What to work on —
If a line in the listing below contains "PoisonError", return that line.

Data provided —
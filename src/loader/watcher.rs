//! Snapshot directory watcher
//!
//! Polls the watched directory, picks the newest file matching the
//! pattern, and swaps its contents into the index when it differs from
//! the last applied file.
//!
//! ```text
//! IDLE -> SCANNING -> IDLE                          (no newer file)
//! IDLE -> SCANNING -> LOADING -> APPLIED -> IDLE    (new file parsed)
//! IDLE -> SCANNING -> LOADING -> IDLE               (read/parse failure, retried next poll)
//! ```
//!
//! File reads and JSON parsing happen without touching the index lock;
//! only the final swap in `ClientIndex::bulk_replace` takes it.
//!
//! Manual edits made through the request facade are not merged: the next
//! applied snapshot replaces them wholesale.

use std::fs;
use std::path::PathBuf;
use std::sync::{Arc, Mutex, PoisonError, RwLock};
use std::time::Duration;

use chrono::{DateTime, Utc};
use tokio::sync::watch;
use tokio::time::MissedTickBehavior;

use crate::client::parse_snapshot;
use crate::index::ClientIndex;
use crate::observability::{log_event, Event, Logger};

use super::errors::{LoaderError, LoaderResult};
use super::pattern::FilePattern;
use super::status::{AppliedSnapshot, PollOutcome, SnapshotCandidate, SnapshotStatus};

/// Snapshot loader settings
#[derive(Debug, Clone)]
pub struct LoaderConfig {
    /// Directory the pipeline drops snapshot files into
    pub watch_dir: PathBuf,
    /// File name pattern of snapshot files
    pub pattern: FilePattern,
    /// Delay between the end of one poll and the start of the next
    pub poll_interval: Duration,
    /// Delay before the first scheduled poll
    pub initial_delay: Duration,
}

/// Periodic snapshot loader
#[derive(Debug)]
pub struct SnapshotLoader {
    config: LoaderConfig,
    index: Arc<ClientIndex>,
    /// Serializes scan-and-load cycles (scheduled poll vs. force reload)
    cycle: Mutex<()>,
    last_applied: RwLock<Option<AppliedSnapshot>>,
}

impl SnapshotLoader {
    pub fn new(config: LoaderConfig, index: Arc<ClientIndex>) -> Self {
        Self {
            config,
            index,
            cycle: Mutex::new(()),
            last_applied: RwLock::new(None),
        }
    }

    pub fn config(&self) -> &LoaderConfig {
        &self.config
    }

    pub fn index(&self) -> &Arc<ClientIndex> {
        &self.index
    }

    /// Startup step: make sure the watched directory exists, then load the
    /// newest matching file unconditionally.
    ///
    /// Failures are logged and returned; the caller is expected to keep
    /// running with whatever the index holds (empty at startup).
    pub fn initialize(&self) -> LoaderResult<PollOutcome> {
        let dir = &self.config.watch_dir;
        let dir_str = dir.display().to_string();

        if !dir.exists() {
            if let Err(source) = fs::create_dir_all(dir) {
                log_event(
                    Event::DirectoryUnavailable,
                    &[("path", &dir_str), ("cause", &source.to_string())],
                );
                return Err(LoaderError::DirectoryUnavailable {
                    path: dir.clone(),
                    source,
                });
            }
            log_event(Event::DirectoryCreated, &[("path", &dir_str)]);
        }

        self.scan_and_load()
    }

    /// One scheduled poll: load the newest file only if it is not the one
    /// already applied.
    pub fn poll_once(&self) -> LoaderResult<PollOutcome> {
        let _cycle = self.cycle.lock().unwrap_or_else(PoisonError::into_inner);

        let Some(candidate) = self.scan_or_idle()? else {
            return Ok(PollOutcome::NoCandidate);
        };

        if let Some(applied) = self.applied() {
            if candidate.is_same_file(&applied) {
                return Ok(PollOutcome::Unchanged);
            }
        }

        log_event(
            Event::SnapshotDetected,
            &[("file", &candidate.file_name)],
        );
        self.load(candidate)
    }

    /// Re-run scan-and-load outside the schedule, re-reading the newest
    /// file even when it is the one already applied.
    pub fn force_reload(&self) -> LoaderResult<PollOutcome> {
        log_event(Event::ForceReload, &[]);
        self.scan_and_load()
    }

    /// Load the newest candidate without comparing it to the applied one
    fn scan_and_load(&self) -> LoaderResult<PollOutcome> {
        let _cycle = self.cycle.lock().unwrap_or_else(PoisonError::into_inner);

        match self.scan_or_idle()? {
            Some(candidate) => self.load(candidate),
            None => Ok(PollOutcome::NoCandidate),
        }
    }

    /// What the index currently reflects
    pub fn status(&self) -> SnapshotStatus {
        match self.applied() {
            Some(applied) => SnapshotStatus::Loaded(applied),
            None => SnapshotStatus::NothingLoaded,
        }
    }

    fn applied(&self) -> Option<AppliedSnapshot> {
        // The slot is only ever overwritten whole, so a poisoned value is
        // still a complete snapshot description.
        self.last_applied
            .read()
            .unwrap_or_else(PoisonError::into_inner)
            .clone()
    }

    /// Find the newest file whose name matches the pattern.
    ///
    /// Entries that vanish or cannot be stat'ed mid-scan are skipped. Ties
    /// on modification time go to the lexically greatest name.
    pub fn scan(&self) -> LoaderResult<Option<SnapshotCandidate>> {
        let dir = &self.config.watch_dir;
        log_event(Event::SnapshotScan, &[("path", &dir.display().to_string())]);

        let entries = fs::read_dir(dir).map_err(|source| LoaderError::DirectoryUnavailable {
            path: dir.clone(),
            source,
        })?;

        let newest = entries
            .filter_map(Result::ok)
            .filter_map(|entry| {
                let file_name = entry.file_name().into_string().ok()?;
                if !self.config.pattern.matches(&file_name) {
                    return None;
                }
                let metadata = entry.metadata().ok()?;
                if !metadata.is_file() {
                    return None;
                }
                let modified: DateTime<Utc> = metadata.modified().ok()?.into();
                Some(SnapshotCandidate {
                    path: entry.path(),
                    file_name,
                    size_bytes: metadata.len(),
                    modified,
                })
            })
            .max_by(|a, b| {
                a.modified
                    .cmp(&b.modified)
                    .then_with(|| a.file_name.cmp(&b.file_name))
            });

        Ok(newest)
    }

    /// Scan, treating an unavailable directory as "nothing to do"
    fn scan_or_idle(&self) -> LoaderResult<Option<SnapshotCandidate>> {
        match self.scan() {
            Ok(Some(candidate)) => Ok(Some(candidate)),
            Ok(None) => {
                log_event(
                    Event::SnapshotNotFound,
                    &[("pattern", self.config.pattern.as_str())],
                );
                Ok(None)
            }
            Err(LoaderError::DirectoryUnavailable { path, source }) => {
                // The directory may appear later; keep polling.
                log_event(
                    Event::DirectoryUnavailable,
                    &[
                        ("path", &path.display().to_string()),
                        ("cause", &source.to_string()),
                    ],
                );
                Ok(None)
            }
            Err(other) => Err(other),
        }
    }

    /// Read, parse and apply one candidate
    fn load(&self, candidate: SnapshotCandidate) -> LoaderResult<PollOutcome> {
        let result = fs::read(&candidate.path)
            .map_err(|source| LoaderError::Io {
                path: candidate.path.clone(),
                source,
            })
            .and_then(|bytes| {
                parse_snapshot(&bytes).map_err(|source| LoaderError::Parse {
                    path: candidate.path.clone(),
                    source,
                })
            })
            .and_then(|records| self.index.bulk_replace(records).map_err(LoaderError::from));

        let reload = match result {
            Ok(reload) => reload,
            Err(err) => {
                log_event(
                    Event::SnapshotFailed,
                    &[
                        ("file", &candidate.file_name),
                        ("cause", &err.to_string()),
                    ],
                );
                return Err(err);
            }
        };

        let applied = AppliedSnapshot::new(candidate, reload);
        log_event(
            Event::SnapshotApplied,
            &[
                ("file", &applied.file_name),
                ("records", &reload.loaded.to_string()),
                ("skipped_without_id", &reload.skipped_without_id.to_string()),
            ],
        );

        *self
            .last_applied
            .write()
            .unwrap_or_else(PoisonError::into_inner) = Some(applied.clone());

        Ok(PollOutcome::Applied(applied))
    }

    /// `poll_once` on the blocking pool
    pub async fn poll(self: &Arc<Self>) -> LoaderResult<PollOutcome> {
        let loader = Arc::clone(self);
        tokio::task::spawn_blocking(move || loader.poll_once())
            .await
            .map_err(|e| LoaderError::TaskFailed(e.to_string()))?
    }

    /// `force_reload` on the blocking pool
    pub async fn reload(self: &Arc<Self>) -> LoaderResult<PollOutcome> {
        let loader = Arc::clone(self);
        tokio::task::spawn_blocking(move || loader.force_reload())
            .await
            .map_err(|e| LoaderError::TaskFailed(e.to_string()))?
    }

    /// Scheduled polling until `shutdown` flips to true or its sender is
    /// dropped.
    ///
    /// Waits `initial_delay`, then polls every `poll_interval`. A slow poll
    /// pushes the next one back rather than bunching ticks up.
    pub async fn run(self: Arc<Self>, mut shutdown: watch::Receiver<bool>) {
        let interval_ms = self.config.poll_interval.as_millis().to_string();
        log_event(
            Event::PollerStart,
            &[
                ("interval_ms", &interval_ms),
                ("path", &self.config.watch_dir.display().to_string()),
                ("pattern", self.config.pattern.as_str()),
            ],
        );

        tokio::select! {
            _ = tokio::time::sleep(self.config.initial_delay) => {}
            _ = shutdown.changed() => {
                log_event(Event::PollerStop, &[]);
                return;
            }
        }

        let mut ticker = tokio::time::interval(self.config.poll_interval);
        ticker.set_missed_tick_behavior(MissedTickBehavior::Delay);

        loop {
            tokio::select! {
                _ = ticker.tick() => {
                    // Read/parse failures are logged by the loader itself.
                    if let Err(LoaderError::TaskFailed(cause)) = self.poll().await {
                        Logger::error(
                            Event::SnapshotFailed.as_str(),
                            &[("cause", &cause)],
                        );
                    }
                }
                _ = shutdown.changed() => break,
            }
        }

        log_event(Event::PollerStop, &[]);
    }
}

Result for this exercise —
use std::sync::{Arc, Mutex, PoisonError, RwLock};
        let _cycle = self.cycle.lock().unwrap_or_else(PoisonError::into_inner);
        let _cycle = self.cycle.lock().unwrap_or_else(PoisonError::into_inner);
            .unwrap_or_else(PoisonError::into_inner)
            .unwrap_or_else(PoisonError::into_inner) = Some(applied.clone());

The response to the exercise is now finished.